Not sure what Utah laws are like, but here in Dallas Texas we do emissions and safety inspections. On the emissions side guys are supposed to make sure that all emissions equipment is there. At all the shops I've worked at the inspectors didn't even know what a EGR valve was much less how to identify them and they really just plug in the machine and if the machine see's no codes then it passes. So if they don't catch it on a visual inspection it will pass. If you disable the EGR in the tune and tune out any fault codes the machine they plug in won't know that there was originally a EGR on the vehicle, it will essentially think it was one that didn't come with it. Well, it won't think anything, it just knows what it's told. If the PCM in the vehicle is set to where the EGR is disabled and tuned out, it is now setup like it is a non egr vehicle and no machine will ever know what it used to be. A person would have to look into it deeply to figure it out and the chances of coming across an inspector that puts all that together is very unlikely.

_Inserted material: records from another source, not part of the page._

use crate::{
    distance::{Euclidean, Metric},
    Error, Result,
};
use float_ord::FloatOrd;
use log::*;

/// A node of a [`KdTree`].
///
/// The node owns its point, its payload and both of its subtrees. Points in
/// the left subtree are no greater than this node's point along `axis` and
/// points in the right subtree are no smaller.
#[derive(Debug, Clone)]
pub struct KdNode<T> {
    position: Vec<f64>,
    axis: usize,
    value: T,
    left: Option<Box<KdNode<T>>>,
    right: Option<Box<KdNode<T>>>,
}

impl<T> KdNode<T> {
    fn new(position: Vec<f64>, axis: usize, value: T) -> Self {
        Self {
            position,
            axis,
            value,
            left: None,
            right: None,
        }
    }

    pub fn position(&self) -> &[f64] {
        &self.position
    }

    /// The dimension this node splits its subtrees on.
    pub fn axis(&self) -> usize {
        self.axis
    }

    pub fn value(&self) -> &T {
        &self.value
    }

    pub fn value_mut(&mut self) -> &mut T {
        &mut self.value
    }

    pub fn left(&self) -> Option<&KdNode<T>> {
        self.left.as_deref()
    }

    pub fn right(&self) -> Option<&KdNode<T>> {
        self.right.as_deref()
    }

    pub fn is_leaf(&self) -> bool {
        self.left.is_none() && self.right.is_none()
    }

    pub(crate) fn children(&self) -> (Option<&KdNode<T>>, Option<&KdNode<T>>) {
        (self.left.as_deref(), self.right.as_deref())
    }

    fn height(&self) -> usize {
        let left = self.left.as_ref().map_or(0, |n| n.height());
        let right = self.right.as_ref().map_or(0, |n| n.height());
        1 + left.max(right)
    }
}

/// A node found by a search along with its distance to the query.
#[derive(Debug)]
pub struct Neighbor<'a, T> {
    pub node: &'a KdNode<T>,
    pub distance: f64,
}

impl<'a, T> Neighbor<'a, T> {
    pub fn value(&self) -> &'a T {
        &self.node.value
    }

    pub fn position(&self) -> &'a [f64] {
        &self.node.position
    }
}

impl<'a, T> Clone for Neighbor<'a, T> {
    fn clone(&self) -> Self {
        *self
    }
}

impl<'a, T> Copy for Neighbor<'a, T> {}

/// A k-dimensional tree over points with payloads of type `T`.
///
/// The tree is built balanced from a snapshot of points with
/// [`KdTree::build`]. Points can be added afterwards with [`KdTree::insert`],
/// but insertion does not rebalance, so many insertions can degrade the depth
/// towards linear. Rebuild the tree when that matters.
///
/// The metric `M` decides the distance used by all searches, starting with
/// [`KdTree::nearest`].
#[derive(Debug, Clone)]
pub struct KdTree<T, M = Euclidean> {
    root: Option<Box<KdNode<T>>>,
    dimensions: usize,
    count: usize,
    leaves: usize,
    metric: M,
}

impl<T, M: Metric> KdTree<T, M> {
    /// Creates an empty tree for points of `dimensions` coordinates.
    ///
    /// Fails if `metric` only measures points of a different size.
    pub fn new(dimensions: usize, metric: M) -> Result<Self> {
        if dimensions == 0 {
            return Err(Error::ZeroDimensions);
        }
        if let Some(found) = metric.dimensions().filter(|&d| d != dimensions) {
            return Err(Error::DimensionMismatch {
                expected: dimensions,
                found,
            });
        }
        Ok(Self {
            root: None,
            dimensions,
            count: 0,
            leaves: 0,
            metric,
        })
    }

    /// Builds a balanced tree from `points` and their parallel `values`.
    ///
    /// At every depth the points are partitioned around the median of the
    /// coordinate `depth % k`. The median becomes the node, the points before
    /// it go left and the rest go right.
    pub fn build(points: Vec<Vec<f64>>, values: Vec<T>, metric: M) -> Result<Self> {
        if points.len() != values.len() {
            return Err(Error::LengthMismatch {
                points: points.len(),
                values: values.len(),
            });
        }
        let dimensions = points.first().ok_or(Error::Empty)?.len();
        let mut tree = Self::new(dimensions, metric)?;
        if let Some(found) = points.iter().map(Vec::len).find(|&n| n != dimensions) {
            return Err(Error::DimensionMismatch {
                expected: dimensions,
                found,
            });
        }

        tree.count = points.len();
        let entries = points.into_iter().zip(values).collect();
        tree.root = build_node(entries, 0, dimensions, &mut tree.leaves);
        debug!(
            "Built kd-tree with {} nodes, {} leaves and {} dimensions",
            tree.count, tree.leaves, tree.dimensions
        );
        Ok(tree)
    }
}

impl<T, M> KdTree<T, M> {
    /// Adds a point below the existing nodes without rebalancing.
    pub fn insert(&mut self, position: Vec<f64>, value: T) -> Result<()> {
        self.check_dimensions(&position)?;
        if insert_node(&mut self.root, position, value, 0, self.dimensions, false) {
            self.leaves += 1;
        }
        self.count += 1;
        Ok(())
    }

    pub fn root(&self) -> Option<&KdNode<T>> {
        self.root.as_deref()
    }

    pub fn dimensions(&self) -> usize {
        self.dimensions
    }

    /// The number of nodes in the tree.
    pub fn len(&self) -> usize {
        self.count
    }

    pub fn is_empty(&self) -> bool {
        self.count == 0
    }

    /// The number of nodes without children.
    pub fn leaves(&self) -> usize {
        self.leaves
    }

    /// The number of nodes on the longest path from the root.
    pub fn height(&self) -> usize {
        self.root.as_ref().map_or(0, |n| n.height())
    }

    pub fn metric(&self) -> &M {
        &self.metric
    }

    pub fn clear(&mut self) {
        self.root = None;
        self.count = 0;
        self.leaves = 0;
    }

    /// Iterates over all nodes in pre-order.
    pub fn iter(&self) -> Iter<'_, T> {
        Iter {
            stack: self.root.as_deref().into_iter().collect(),
        }
    }

    pub(crate) fn check_dimensions(&self, point: &[f64]) -> Result<()> {
        if point.len() != self.dimensions {
            return Err(Error::DimensionMismatch {
                expected: self.dimensions,
                found: point.len(),
            });
        }
        Ok(())
    }
}

impl<M: Metric> KdTree<usize, M> {
    /// Builds a tree whose values are the indices of the points in `points`.
    pub fn from_points(points: Vec<Vec<f64>>, metric: M) -> Result<Self> {
        let indices = (0..points.len()).collect();
        Self::build(points, indices, metric)
    }
}

impl<'a, T, M> IntoIterator for &'a KdTree<T, M> {
    type Item = &'a KdNode<T>;
    type IntoIter = Iter<'a, T>;

    fn into_iter(self) -> Self::IntoIter {
        self.iter()
    }
}

/// Pre-order iterator over the nodes of a [`KdTree`].
pub struct Iter<'a, T> {
    stack: Vec<&'a KdNode<T>>,
}

impl<'a, T> Iterator for Iter<'a, T> {
    type Item = &'a KdNode<T>;

    fn next(&mut self) -> Option<Self::Item> {
        let node = self.stack.pop()?;
        self.stack.extend(node.right.as_deref());
        self.stack.extend(node.left.as_deref());
        Some(node)
    }
}

fn build_node<T>(
    mut entries: Vec<(Vec<f64>, T)>,
    depth: usize,
    dimensions: usize,
    leaves: &mut usize,
) -> Option<Box<KdNode<T>>> {
    if entries.is_empty() {
        return None;
    }
    let axis = depth % dimensions;
    let median = entries.len() / 2;
    entries.select_nth_unstable_by_key(median, |(position, _)| FloatOrd(position[axis]));
    let right = entries.split_off(median + 1);
    let (position, value) = entries.pop()?;

    let mut node = KdNode::new(position, axis, value);
    node.left = build_node(entries, depth + 1, dimensions, leaves);
    node.right = build_node(right, depth + 1, dimensions, leaves);
    if node.is_leaf() {
        *leaves += 1;
    }
    Some(Box::new(node))
}

/// Returns `true` if the number of leaves grew, which happens unless the new
/// node hangs off a node that was already a leaf.
fn insert_node<T>(
    slot: &mut Option<Box<KdNode<T>>>,
    position: Vec<f64>,
    value: T,
    depth: usize,
    dimensions: usize,
    parent_was_leaf: bool,
) -> bool {
    match slot {
        None => {
            *slot = Some(Box::new(KdNode::new(position, depth % dimensions, value)));
            !parent_was_leaf
        }
        Some(node) => {
            let was_leaf = node.is_leaf();
            let next = if position[node.axis] < node.position[node.axis] {
                &mut node.left
            } else {
                &mut node.right
            };
            insert_node(next, position, value, depth + 1, dimensions, was_leaf)
        }
    }
}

I passed for years with no EGR, no cats, no rear 02 sensors, no AIR injection and nobody ever knew because they weren't familiar with did and didn't come on the car. It was too low to look under to see if it had cats, which wouldn't matter, because nobody ever even tried to look anyway. They look at the tires and lights and plug it in to the machine, if the machine sees no check engine light, no faults, no not ready's, it passes. When you tune all that stuff out it stays in the "ready" state and never goes "not ready". One of the things the emissions machine looks for is readiness status.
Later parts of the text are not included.